There is a frog fable that says you can slowly boil a frog alive by gradually increasing the water temperature around it. The frog fails to detect and understand this change until it’s too late. The frog can’t or won’t get out of the steaming hot water, and alas, it dies.
This old tale, as gruesome as it is, interestingly has some lessons for project managers.
Let’s now imagine you, a highly evolved and intelligent project manager, standing in your own murky pond called the project environment when you detect a change. Would you make better survival decisions and actions than our doomed frog? It might depend on whether you:
Detecting change is only half the battle. You also need to understand change and how it impacts a project which can be complex. Just because you can see change doesn’t mean you understand it or know what to do about it.
For example, some project teams have an overreliance on earned value data to forecast adverse changes. Getting alerts for a serious budget or schedule variance is one thing, but you also need to understand the causes, the impact and the best way to mitigate it. Follow-on analysis is required to get the complete picture.
Project managers need to be also aware that change can be missed through personal bias or blind spots that derive from being unable to detect changes due to societal aspects (such as people’s resistance to change, politics and internal and external influences), and personal biases and preferences (shaped by our personality, professional background, experience, and relationships).
When changes are detected, further analysis is required to fully understand and inform decisions.
For time-poor project managers trying to make sense of the myriad of changes in your project environment, below is a simple process that might help.

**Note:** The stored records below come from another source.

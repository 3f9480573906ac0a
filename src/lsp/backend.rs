use notify::RecommendedWatcher;
use tokio::sync::Mutex;
use tower_lsp::lsp_types::*;
use tower_lsp::{Client, LanguageServer};

use crate::Config;
use crate::dictionary::DictionarySource;
use crate::dictionary::watch::{WatchEvent, watch_word_list};
use crate::lsp::debounce::Debouncer;
use crate::lsp::handlers::{
    EXPORT_DOCUMENT_COMMAND, HandleCompletion, HandleDiagnostics, HandleExecuteCommand,
    RELOAD_DICTIONARY_COMMAND,
};
use crate::lsp::state::ServerState;

/// The main LSP backend that holds state and implements the Language Server Protocol
pub struct Backend {
    pub state: ServerState,
    pub config: Config,
    pub debouncer: Debouncer<Url>,
    watcher: Mutex<Option<RecommendedWatcher>>,
}

impl Backend {
    pub fn new(client: Client, config: Config) -> Self {
        Self {
            state: ServerState::new(client, &config),
            debouncer: Debouncer::new(config.debounce),
            config,
            watcher: Mutex::new(None),
        }
    }

    pub fn server_capabilities() -> ServerCapabilities {
        ServerCapabilities {
            text_document_sync: Some(TextDocumentSyncCapability::Kind(
                TextDocumentSyncKind::FULL,
            )),
            completion_provider: Some(CompletionOptions {
                resolve_provider: Some(false),
                ..Default::default()
            }),
            execute_command_provider: Some(ExecuteCommandOptions {
                commands: vec![
                    RELOAD_DICTIONARY_COMMAND.to_string(),
                    EXPORT_DOCUMENT_COMMAND.to_string(),
                ],
                work_done_progress_options: Default::default(),
            }),
            ..Default::default()
        }
    }

    fn spawn_dictionary_load(&self) {
        let state = self.state.clone();
        tokio::spawn(async move {
            state.reload_dictionary().await;
        });
    }

    /// Reload the dictionary whenever a local word list changes on disk
    async fn start_watching(&self) {
        let DictionarySource::File(path) = self.state.source() else {
            return;
        };

        let (watcher, mut rx) = match watch_word_list(path) {
            Ok(watching) => watching,
            Err(e) => {
                log::warn!("Not watching word list {}: {:#}", path.display(), e);
                return;
            }
        };
        *self.watcher.lock().await = Some(watcher);

        let state = self.state.clone();
        let reloads = Debouncer::new(self.config.debounce);
        tokio::spawn(async move {
            while let Some(event) = rx.recv().await {
                match event {
                    WatchEvent::WordListChanged(path) => {
                        log::info!("Word list changed: {}", path.display());
                        let state = state.clone();
                        reloads.schedule((), async move {
                            state.reload_dictionary().await;
                        });
                    }
                    WatchEvent::WatcherError(e) => {
                        state
                            .client
                            .log_message(
                                MessageType::ERROR,
                                format!("Word list watcher error: {}", e),
                            )
                            .await;
                    }
                }
            }
        });
    }
}

#[tower_lsp::async_trait]
impl LanguageServer for Backend {
    async fn initialize(
        &self,
        _: InitializeParams,
    ) -> tower_lsp::jsonrpc::Result<InitializeResult> {
        Ok(InitializeResult {
            capabilities: Self::server_capabilities(),
            server_info: Some(ServerInfo {
                name: env!("CARGO_PKG_NAME").to_string(),
                version: Some(env!("CARGO_PKG_VERSION").to_string()),
            }),
        })
    }

    async fn initialized(&self, _: InitializedParams) {
        self.state
            .client
            .log_message(
                MessageType::INFO,
                format!(
                    "spellcheck-language-server initialized, loading dictionary from {}",
                    self.state.source()
                ),
            )
            .await;

        self.spawn_dictionary_load();
        self.start_watching().await;
    }

    async fn shutdown(&self) -> tower_lsp::jsonrpc::Result<()> {
        Ok(())
    }

    async fn completion(
        &self,
        params: CompletionParams,
    ) -> tower_lsp::jsonrpc::Result<Option<CompletionResponse>> {
        self.handle_completion(params).await
    }

    async fn execute_command(
        &self,
        params: ExecuteCommandParams,
    ) -> tower_lsp::jsonrpc::Result<Option<serde_json::Value>> {
        self.handle_execute_command(params).await
    }

    // Opening validates right away, without waiting for the debounce delay
    async fn did_open(&self, params: DidOpenTextDocumentParams) {
        let doc = params.text_document;
        self.store_document(doc.uri.clone(), doc.text, doc.version)
            .await;
        self.publish_diagnostics(doc.uri).await;
    }

    async fn did_change(&self, params: DidChangeTextDocumentParams) {
        let uri = params.text_document.uri;
        let version = params.text_document.version;
        if let Some(change) = params.content_changes.into_iter().last() {
            self.store_document(uri.clone(), change.text, version).await;
            self.schedule_diagnostics(uri);
        }
    }

    async fn did_close(&self, params: DidCloseTextDocumentParams) {
        let uri = params.text_document.uri;
        self.debouncer.cancel(&uri);
        self.state.documents.lock().await.remove(&uri);
        self.state.clear_diagnostics(uri).await;
    }
}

The suggestion is to adapt the OODA Loop (Observe, Orientate, Decide and Act) decision making model developed by Air Force Colonel John Boyd to help fighter pilots survive air-combat. Fighter pilots exist in an extreme change management environment. Pilots must detect the enemy, analyse their actions, develop change response options, decide how and when to act and then action their new reaction plan, all within extremely short timeframes. Missteps can be fatal.
The OODA Loop is just as valuable for the more sedate world of project management. Here’s how to use it as a framework for managing project change.
Change is ever-present in the project environment, so project managers need to be capable of dealing with it. The OODA model gives you an agile framework, but you need to adapt your use of OODA as changing circumstances dictate and be agile too. Even more importantly, you need cognitive input, judgement, action, and personal agility to deal with change and help you and your project win and survive.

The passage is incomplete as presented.